Chitosan Nanoparticles as a Drug Delivery System for 1,2,4-Triazole Derivatives: Release and Antimicrobial Activity

Abstract

Chitosan (CS) 1,2,4-triazole derivatives including in the formulation tripolyphosphate (TPP) as crosslinking agent was prepared by a simple one step method using ultrasonic technique. The resultant nanoparticles were characterized by x-ray diffraction (XRD), Fourier transform infrared analysis (FT-IR), thermal gravimetric analysis (TGA), derivative thermal gravimetric analysis (D-TGA), transmission electron microscopy (TEM) and scanning electron microscopy (SEM). The results indicate that spherical nanoparticles with an average size of 21, 14.6, 23.95, 29.5 nm and their standard deviation (SD) were ±5, ±5.3, ±5.3, ±7.9 nm for CSTPP, CSTPPIII, CSTPPIV and CSTPPV, respectively were successfully prepared. The in vitro release and mechanism of 1,2,4-triazoles at different pH values was investigated.

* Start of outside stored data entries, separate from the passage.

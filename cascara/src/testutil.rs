//! Test scaffolding: assemble in-memory methods with real constant pools and
//! run them through the actual interpreter and exception engine.

use std::sync::Arc;

use cascara_base::constant_pool::ConstantPool;
use cascara_base::method::{CodeInfo, ExceptionTableEntry, ACC_STATIC};
use cascara_base::op;

use crate::frame::Frame;
use crate::interp::{self, RunOutcome};
use crate::mtable::BMethod;
use crate::value::JavaValue;
use crate::{StateConfig, Vm, VmFault};

pub(crate) const HARNESS_CLASS: &str = "TestHarness";
const RESULT_KEY: &str = "TestHarness.result";
/// Sentinel meaning "no result was stored this run".
const UNSET: JavaValue = JavaValue::RetAddr(u32::MAX);

pub(crate) fn test_vm() -> Vm {
    let mut conf = StateConfig::new();
    conf.test_mode = true;
    let mut vm = Vm::new(conf);
    vm.bootstrap();
    vm
}

/// Register a class with the given superclass (default `java/lang/Object`).
pub(crate) fn register_class(vm: &mut Vm, name: &str, super_name: Option<&str>) {
    let id = vm.class_names.intern_str(name);
    let super_id = vm
        .class_names
        .intern_str(super_name.unwrap_or("java/lang/Object"));
    vm.classes.register(id, Some(super_id), None, Vec::new());
}

/// Builder for a bytecode method registered straight into the method table.
pub(crate) struct MethodBuilder {
    class_name: String,
    name: String,
    desc: String,
    access_flags: u16,
    max_stack: u16,
    max_locals: u16,
    code: Vec<u8>,
    exception_table: Vec<ExceptionTableEntry>,
    cp: ConstantPool,
}
impl MethodBuilder {
    pub(crate) fn new(class_name: &str, name: &str, desc: &str) -> MethodBuilder {
        MethodBuilder {
            class_name: class_name.to_owned(),
            name: name.to_owned(),
            desc: desc.to_owned(),
            access_flags: 0,
            max_stack: 8,
            max_locals: 8,
            code: Vec::new(),
            exception_table: Vec::new(),
            cp: ConstantPool::new(),
        }
    }

    pub(crate) fn static_method(class_name: &str, name: &str, desc: &str) -> MethodBuilder {
        let mut builder = MethodBuilder::new(class_name, name, desc);
        builder.access_flags |= ACC_STATIC;
        builder
    }

    pub(crate) fn flags(mut self, access_flags: u16) -> MethodBuilder {
        self.access_flags |= access_flags;
        self
    }

    pub(crate) fn code(mut self, code: &[u8]) -> MethodBuilder {
        self.code = code.to_vec();
        self
    }

    pub(crate) fn max_stack(mut self, max_stack: u16) -> MethodBuilder {
        self.max_stack = max_stack;
        self
    }

    pub(crate) fn max_locals(mut self, max_locals: u16) -> MethodBuilder {
        self.max_locals = max_locals;
        self
    }

    pub(crate) fn catch(
        mut self,
        start_pc: u16,
        end_pc: u16,
        handler_pc: u16,
        catch_type: u16,
    ) -> MethodBuilder {
        self.exception_table.push(ExceptionTableEntry {
            start_pc,
            end_pc,
            handler_pc,
            catch_type,
        });
        self
    }

    /// Access the builder's constant pool, for composing refs the code needs.
    pub(crate) fn cp(&mut self) -> &mut ConstantPool {
        &mut self.cp
    }

    pub(crate) fn register(self, vm: &mut Vm) -> Arc<BMethod> {
        // Virtual dispatch walks the registry; make sure the class is known
        let class_id = vm.class_names.intern_str(&self.class_name);
        if vm.classes.get(class_id).is_none() {
            vm.classes
                .register(class_id, Some(vm.class_names.object_id()), None, Vec::new());
        }

        let code = CodeInfo {
            max_stack: self.max_stack,
            max_locals: self.max_locals,
            code: self.code,
            exception_table: self.exception_table,
            line_numbers: Vec::new(),
        };
        vm.mtable
            .insert_bytecode(
                &self.class_name,
                &self.name,
                &self.desc,
                self.access_flags,
                code,
                Arc::new(self.cp),
            )
            .expect("test method descriptor must parse")
    }
}

#[derive(Debug, Clone, Copy, PartialEq)]
pub(crate) enum CallOutcome {
    Returned(Option<JavaValue>),
    Uncaught,
}

/// Invoke a registered static method through a synthetic harness frame whose
/// bytecode performs the call and stores any result into
/// `TestHarness.result`. Arguments are pre-pushed onto the harness operand
/// stack, category-2 values in their two slots.
pub(crate) fn call_static(
    vm: &mut Vm,
    class_name: &str,
    name: &str,
    desc: &str,
    args: &[JavaValue],
) -> Result<CallOutcome, VmFault> {
    call(vm, op::INVOKESTATIC, class_name, name, desc, args)
}

/// Invoke an instance method; `args[0]` is the receiver.
pub(crate) fn call_virtual(
    vm: &mut Vm,
    class_name: &str,
    name: &str,
    desc: &str,
    args: &[JavaValue],
) -> Result<CallOutcome, VmFault> {
    call(vm, op::INVOKEVIRTUAL, class_name, name, desc, args)
}

fn call(
    vm: &mut Vm,
    invoke_op: u8,
    class_name: &str,
    name: &str,
    desc: &str,
    args: &[JavaValue],
) -> Result<CallOutcome, VmFault> {
    let mut cp = ConstantPool::new();
    let method_index = cp.push_method_ref(class_name, name, desc);

    let ret_desc = &desc[desc.find(')').map_or(desc.len() - 1, |i| i + 1)..];
    let result_index = if ret_desc == "V" {
        None
    } else {
        Some(cp.push_field_ref(HARNESS_CLASS, "result", ret_desc))
    };

    let mut code = vec![invoke_op];
    code.extend_from_slice(&method_index.to_be_bytes());
    if invoke_op == op::INVOKEINTERFACE {
        code.extend_from_slice(&[1, 0]);
    }
    if let Some(result_index) = result_index {
        code.push(op::PUTSTATIC);
        code.extend_from_slice(&result_index.to_be_bytes());
    }
    code.push(op::RETURN);

    let harness = Arc::new(BMethod {
        class_name: HARNESS_CLASS.to_owned(),
        name: "run".to_owned(),
        desc: "()V".to_owned(),
        access_flags: ACC_STATIC,
        code: CodeInfo {
            max_stack: 16,
            max_locals: 0,
            code,
            exception_table: Vec::new(),
            line_numbers: Vec::new(),
        },
        descriptor: cascara_base::descriptor::MethodDescriptor::parse("()V").unwrap(),
        cp: Arc::new(cp),
    });

    vm.statics
        .set(HARNESS_CLASS, "result", "Ljava/lang/Object;", UNSET);

    let mut thread = vm.threads.create(false, 64);
    let harness_class = vm.class_names.intern_str(HARNESS_CLASS);
    let mut frame = Frame::new_bytecode(harness_class, harness, thread.id);
    for arg in args {
        if arg.is_category2() {
            frame.push_wide(*arg).expect("harness stack too small");
        } else {
            frame.push(*arg).expect("harness stack too small");
        }
    }
    thread
        .frames
        .push(frame)
        .expect("fresh thread cannot be at depth limit");

    let outcome = interp::run_thread(vm, &mut thread)?;
    vm.threads.remove(thread.id);

    Ok(match outcome {
        RunOutcome::Completed => {
            let value = vm
                .statics
                .get(RESULT_KEY)
                .map(|entry| entry.value)
                .filter(|value| *value != UNSET);
            CallOutcome::Returned(value)
        }
        RunOutcome::Uncaught => CallOutcome::Uncaught,
    })
}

From values of R2 the mechanism of drug release is following zero order mechanism at pH 6.8; however in pH 2, CSTPPIII, CSTPPIV and CSTPPV are following Hixson-Crowell, zero order and Korsmeyer-Peppas equation, respectively .The antibacterial activity against the gram negative bacteria and gram positive bacteria was examined.